Ulasan film ‘Gladiator II’: Colosseum kehilangan Maximus, tetapi kembalinya Ridley Scott ke Roma kuno menyenangkan (Eksklusif Terbaru)

Resensi film Gladiator II: Lihat, saya tidak masuk Pegulat kedua Harapkan film ini menyamai keagungan epik mahakarya Ridley Scott tahun 2000, yang aktor utamanya Russell Crowe memenangkan Oscar. Saya mendekati film ini dengan ekspektasi yang tinggi meskipun ada daya tarik dari para pemain fantastis termasuk Paul Mescal, Pedro Pascal, dan Denzel Washington yang legendaris. Adalah bijaksana untuk tidak putus asa. Di akhir durasi 148 menit yang cukup melelahkan (bahkan setelah Badan Sensor India memotong dua adegan pemenggalan kepala…tidak ada permainan kata-kata yang dimaksudkan), saya mendapati diri saya menjawab pertanyaan terkenal Maximus, “Apakah kamu tidak terhibur?” Ya, saya menikmati dan mengagumi skala beberapa adegan aksinya, tetapi keyakinan awal saya benar: film ini tidak mencapai tingkat epik dari pendahulunya. Laporan Dewan Sensor tentang Gladiator II: Dua Adegan Kekerasan dan Penghinaan Seksual Dihapus dari Film Baru Ridley Scott di India; Lulus dengan rating U/A.
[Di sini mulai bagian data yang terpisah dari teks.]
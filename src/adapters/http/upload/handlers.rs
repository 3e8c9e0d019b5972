//! HTTP handler for image uploads.

use std::sync::Arc;

use axum::{
    extract::{Multipart, State},
    http::StatusCode,
    response::{IntoResponse, Response},
    Json,
};
use serde::Serialize;
use uuid::Uuid;

use crate::adapters::http::error::error_response;
use crate::adapters::http::middleware::RequireAuth;
use crate::domain::foundation::DomainError;
use crate::ports::ImageStorage;

/// Uploads above this size are rejected.
pub const MAX_UPLOAD_BYTES: usize = 10 * 1024 * 1024;

#[derive(Clone)]
pub struct UploadHandlers {
    storage: Arc<dyn ImageStorage>,
}

impl UploadHandlers {
    pub fn new(storage: Arc<dyn ImageStorage>) -> Self {
        Self { storage }
    }
}

#[derive(Debug, Serialize)]
pub struct UploadResponse {
    pub success: bool,
    pub url: String,
}

fn extension_for(content_type: &str, file_name: Option<&str>) -> String {
    if let Some(ext) = file_name.and_then(|n| n.rsplit_once('.').map(|(_, e)| e)) {
        if !ext.is_empty() && ext.len() <= 5 {
            return ext.to_ascii_lowercase();
        }
    }
    content_type
        .strip_prefix("image/")
        .unwrap_or("bin")
        .to_string()
}

/// POST /api/upload-image - multipart upload, forwarded to the object store.
///
/// Only `image/*` parts are accepted and the payload is capped at 10 MB.
pub async fn upload_image(
    State(handlers): State<UploadHandlers>,
    RequireAuth(_account): RequireAuth,
    mut multipart: Multipart,
) -> Response {
    while let Ok(Some(field)) = multipart.next_field().await {
        let content_type = field.content_type().unwrap_or("").to_string();
        if !content_type.starts_with("image/") {
            continue;
        }
        let file_name = field.file_name().map(str::to_string);

        let bytes = match field.bytes().await {
            Ok(bytes) => bytes,
            Err(_) => {
                return error_response(DomainError::validation("file", "Malformed upload body"))
            }
        };
        if bytes.len() > MAX_UPLOAD_BYTES {
            return error_response(DomainError::validation(
                "file",
                "Image exceeds the 10 MB limit",
            ));
        }

        let ext = extension_for(&content_type, file_name.as_deref());
        let path = format!("uploads/{}.{ext}", Uuid::new_v4());

        return match handlers.storage.store(&path, &content_type, bytes.to_vec()).await {
            Ok(url) => (StatusCode::OK, Json(UploadResponse { success: true, url }))
                .into_response(),
            Err(e) => error_response(e),
        };
    }

    error_response(DomainError::validation(
        "file",
        "No image part in the upload",
    ))
}
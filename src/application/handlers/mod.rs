//! Application command/query handlers.
//!
//! Handlers orchestrate ports; they own no I/O and no HTTP shapes.

pub mod auth;
pub mod coupon;
pub mod event;
pub mod stats;
//! HTTP routes for authentication endpoints.

use axum::{
    routing::{get, post},
    Router,
};

use super::handlers::{
    login, logout, request_verification_code, session, sign_up, verify_code, AuthHandlers,
};

/// Creates the auth router, mounted at `/api`.
pub fn auth_routes(handlers: AuthHandlers) -> Router {
    Router::new()
        .route("/auth/signup", post(sign_up))
        .route("/auth/login", post(login))
        .route("/auth/logout", post(logout))
        .route("/auth/verification-codes", post(request_verification_code))
        .route("/auth/verify", post(verify_code))
        .route("/session", get(session))
        .with_state(handlers)
}
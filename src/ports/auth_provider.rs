//! Authentication provider port.
//!
//! Authentication itself is delegated to the hosted auth service; this port
//! is the oracle mapping credentials and bearer tokens to account
//! identities. Keeping it a port lets the HTTP middleware stay
//! provider-agnostic and lets tests swap in a mock.

use async_trait::async_trait;

use crate::domain::foundation::{DomainError, UserId};

/// An authenticated account identity.
#[derive(Debug, Clone, PartialEq, Eq)]
pub struct AuthenticatedAccount {
    pub user_id: UserId,
    pub email: String,
}

/// A bearer session issued by the provider.
#[derive(Debug, Clone)]
pub struct SessionToken {
    pub access_token: String,
    pub expires_in_secs: u64,
}

/// Port to the hosted authentication service.
#[async_trait]
pub trait AuthProvider: Send + Sync {
    /// Registers a new account.
    async fn sign_up(
        &self,
        email: &str,
        password: &str,
    ) -> Result<AuthenticatedAccount, DomainError>;

    /// Exchanges credentials for a bearer session.
    async fn sign_in(&self, email: &str, password: &str) -> Result<SessionToken, DomainError>;

    /// Maps a bearer token to the account it belongs to.
    ///
    /// # Errors
    ///
    /// - `Unauthorized` for expired, malformed, or revoked tokens
    async fn verify_token(&self, token: &str) -> Result<AuthenticatedAccount, DomainError>;

    /// Revokes a bearer session. Best-effort on providers without a revoke
    /// endpoint.
    async fn sign_out(&self, token: &str) -> Result<(), DomainError>;
}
Peristiwa dalam film ini terjadi 16 tahun setelah peristiwa tersebut Budak Dengan jatuhnya Maximus dan Commodus, Roma tetap berada dalam kekacauan, kini diperintah oleh dua kaisar tirani yang tidak kompeten, Geta (Joseph Quinn) dan Caracalla (Fred Hechinger). Permainan gladiator terus berkembang di bawah pemerintahan mereka ketika mereka menekan pemimpin mereka Acacius (Pedro Pascal) untuk melakukan lebih banyak penaklukan di luar kerajaan mereka. Film ini dimulai dengan Acacius memimpin serangan angkatan laut di kota Numidia di Afrika, yang mengakibatkan kota tersebut direbut. Di antara penghuninya adalah Hanno (Paul Mescal), seorang tentara yang istrinya terbunuh saat invasi.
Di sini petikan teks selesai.